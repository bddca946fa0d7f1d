use ndarray::Array4;
use ndarray_rand::{rand_distr::StandardNormal, RandomExt};
use pastiche::schedulers::{DiffusionScheduler, SchedulerKind};
use rand::{rngs::StdRng, SeedableRng};

const LATENT_SHAPE: (usize, usize, usize, usize) = (1, 4, 8, 8);

#[test]
fn timesteps_stay_in_train_range_and_descend() {
	for kind in SchedulerKind::ALL {
		let mut scheduler = kind.scheduler().unwrap();
		scheduler.set_timesteps(25);

		let timesteps = scheduler.timesteps().to_owned();
		assert!(!timesteps.is_empty(), "{kind}");
		assert_eq!(scheduler.len(), 1000, "{kind}");

		for t in timesteps.iter() {
			assert!((0.0..1000.0).contains(t), "{kind}: timestep {t} out of range");
		}
		// PLMS re-runs one warmup timestep, so its sequence is non-increasing rather than
		// strictly decreasing
		for w in timesteps.windows(2) {
			assert!(w[1] <= w[0], "{kind}: timesteps must not ascend");
		}
	}
}

#[test]
fn k_schedulers_report_the_v1_noise_sigma() {
	for kind in [SchedulerKind::KEuler, SchedulerKind::KEulerAncestral, SchedulerKind::Klms] {
		let scheduler = kind.scheduler().unwrap();
		// sqrt((1 - ᾱ_T) / ᾱ_T) for the Stable Diffusion v1 schedule
		assert!((14.0..15.0).contains(&scheduler.init_noise_sigma()), "{kind}");
	}
	for kind in [SchedulerKind::DpmSolverMultistep, SchedulerKind::UniPcMultistep, SchedulerKind::Ddim, SchedulerKind::Pndm] {
		let scheduler = kind.scheduler().unwrap();
		assert_eq!(scheduler.init_noise_sigma(), 1.0, "{kind}");
	}
}

#[test]
fn full_denoising_pass_keeps_shape_and_stays_finite() {
	for kind in SchedulerKind::ALL {
		let mut scheduler = kind.scheduler().unwrap();
		scheduler.set_timesteps(8);

		let mut rng = StdRng::seed_from_u64(7);
		let mut latents = Array4::<f32>::random_using(LATENT_SHAPE, StandardNormal, &mut rng) * scheduler.init_noise_sigma();

		for t in scheduler.timesteps().to_owned().iter() {
			let model_input = scheduler.scale_model_input(latents.view(), *t);
			assert_eq!(model_input.dim(), LATENT_SHAPE, "{kind}");

			// a zero noise prediction is enough to exercise every update path
			let model_output = Array4::<f32>::zeros(LATENT_SHAPE);
			let output = scheduler.step(model_output.view(), *t, latents.view(), &mut rng);
			latents = output.prev_sample().to_owned();

			assert_eq!(latents.dim(), LATENT_SHAPE, "{kind}");
			assert!(latents.iter().all(|f| f.is_finite()), "{kind}: non-finite latents at timestep {t}");
		}
	}
}

#[test]
fn add_noise_is_deterministic_for_a_fixed_rng() {
	for kind in SchedulerKind::ALL {
		let mut scheduler = kind.scheduler().unwrap();
		scheduler.set_timesteps(25);

		let timestep = scheduler.timesteps()[0];
		let sample = Array4::<f32>::zeros(LATENT_SHAPE);
		let noise = Array4::<f32>::random_using(LATENT_SHAPE, StandardNormal, &mut StdRng::seed_from_u64(42));

		let a = scheduler.add_noise(sample.view(), noise.view(), timestep);
		let b = scheduler.add_noise(sample.view(), noise.view(), timestep);
		assert_eq!(a, b, "{kind}");
		assert!(a.iter().all(|f| f.is_finite()), "{kind}");
		// at the noisiest retained timestep, the noised sample must actually carry noise
		assert!(a.iter().any(|f| *f != 0.0), "{kind}");
	}
}

#[test]
fn stochastic_schedulers_are_reproducible_by_seed() {
	let run = |seed: u64| {
		let mut scheduler = SchedulerKind::KEulerAncestral.scheduler().unwrap();
		scheduler.set_timesteps(8);
		let mut rng = StdRng::seed_from_u64(seed);
		let mut latents = Array4::<f32>::random_using(LATENT_SHAPE, StandardNormal, &mut rng) * scheduler.init_noise_sigma();
		for t in scheduler.timesteps().to_owned().iter() {
			let model_input = scheduler.scale_model_input(latents.view(), *t);
			let output = scheduler.step(model_input.view(), *t, latents.view(), &mut rng);
			latents = output.prev_sample().to_owned();
		}
		latents
	};

	assert_eq!(run(1185332774), run(1185332774));
	assert_ne!(run(1185332774), run(7));
}

#[test]
fn set_timesteps_resets_multistep_state() {
	// run a few steps, then reconfigure; the second run must behave like a fresh scheduler
	for kind in [SchedulerKind::DpmSolverMultistep, SchedulerKind::UniPcMultistep, SchedulerKind::Pndm, SchedulerKind::Klms] {
		let mut scheduler = kind.scheduler().unwrap();
		let mut rng = StdRng::seed_from_u64(3);

		scheduler.set_timesteps(8);
		let latents = Array4::<f32>::random_using(LATENT_SHAPE, StandardNormal, &mut rng);
		for t in scheduler.timesteps().to_owned().iter().take(3) {
			let scaled = scheduler.scale_model_input(latents.view(), *t);
			scheduler.step(scaled.view(), *t, latents.view(), &mut rng);
		}

		scheduler.set_timesteps(25);
		assert_eq!(scheduler.timesteps().len(), if kind == SchedulerKind::Pndm { 26 } else { 25 }, "{kind}");

		let t0 = scheduler.timesteps()[0];
		let scaled = scheduler.scale_model_input(latents.view(), t0);
		let output = scheduler.step(scaled.view(), t0, latents.view(), &mut rng);
		assert!(output.prev_sample().iter().all(|f| f.is_finite()), "{kind}");
	}
}
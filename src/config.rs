use serde::{Deserialize, Serialize};

#[derive(Debug, Clone, Copy, PartialEq, Eq, Deserialize, Serialize)]
#[serde(rename_all = "kebab-case")]
pub enum DiffusionFramework {
	Onnx
}

#[derive(Debug, Clone, Deserialize, Serialize)]
#[serde(tag = "type")]
#[non_exhaustive]
pub enum TokenizerConfig {
	#[serde(rename_all = "kebab-case")]
	CLIPTokenizer {
		path: String,
		model_max_length: usize,
		bos_token: u32,
		eos_token: u32
	}
}

#[derive(Debug, Clone, Deserialize, Serialize)]
#[serde(rename_all = "kebab-case")]
pub struct CLIPTextModelConfig {
	pub path: String
}

#[derive(Debug, Clone, Deserialize, Serialize)]
#[serde(rename_all = "kebab-case")]
pub struct UNetConfig {
	pub path: String
}

#[derive(Debug, Clone, Deserialize, Serialize)]
#[serde(rename_all = "kebab-case")]
pub struct VAEConfig {
	pub encoder: String,
	pub decoder: String
}

#[derive(Debug, Clone, Deserialize, Serialize)]
#[serde(rename_all = "kebab-case")]
pub struct StableDiffusionConfig {
	pub tokenizer: TokenizerConfig,
	pub text_encoder: CLIPTextModelConfig,
	pub vae: VAEConfig,
	pub unet: UNetConfig
}

#[derive(Debug, Clone, Deserialize, Serialize)]
#[serde(tag = "pipeline", rename_all = "kebab-case")]
#[non_exhaustive]
pub enum DiffusionPipelineConfig {
	StableDiffusion {
		framework: DiffusionFramework,
		#[serde(flatten)]
		inner: StableDiffusionConfig
	}
}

# [INSTRUCTIONS TO FOLLOW]
If a line above includes the string "must", pick it out.

# [ANSWER AREA]
			assert!(w[1] <= w[0], "{kind}: timesteps must not ascend");
		// at the noisiest retained timestep, the noised sample must actually carry noise
	// run a few steps, then reconfigure; the second run must behave like a fresh scheduler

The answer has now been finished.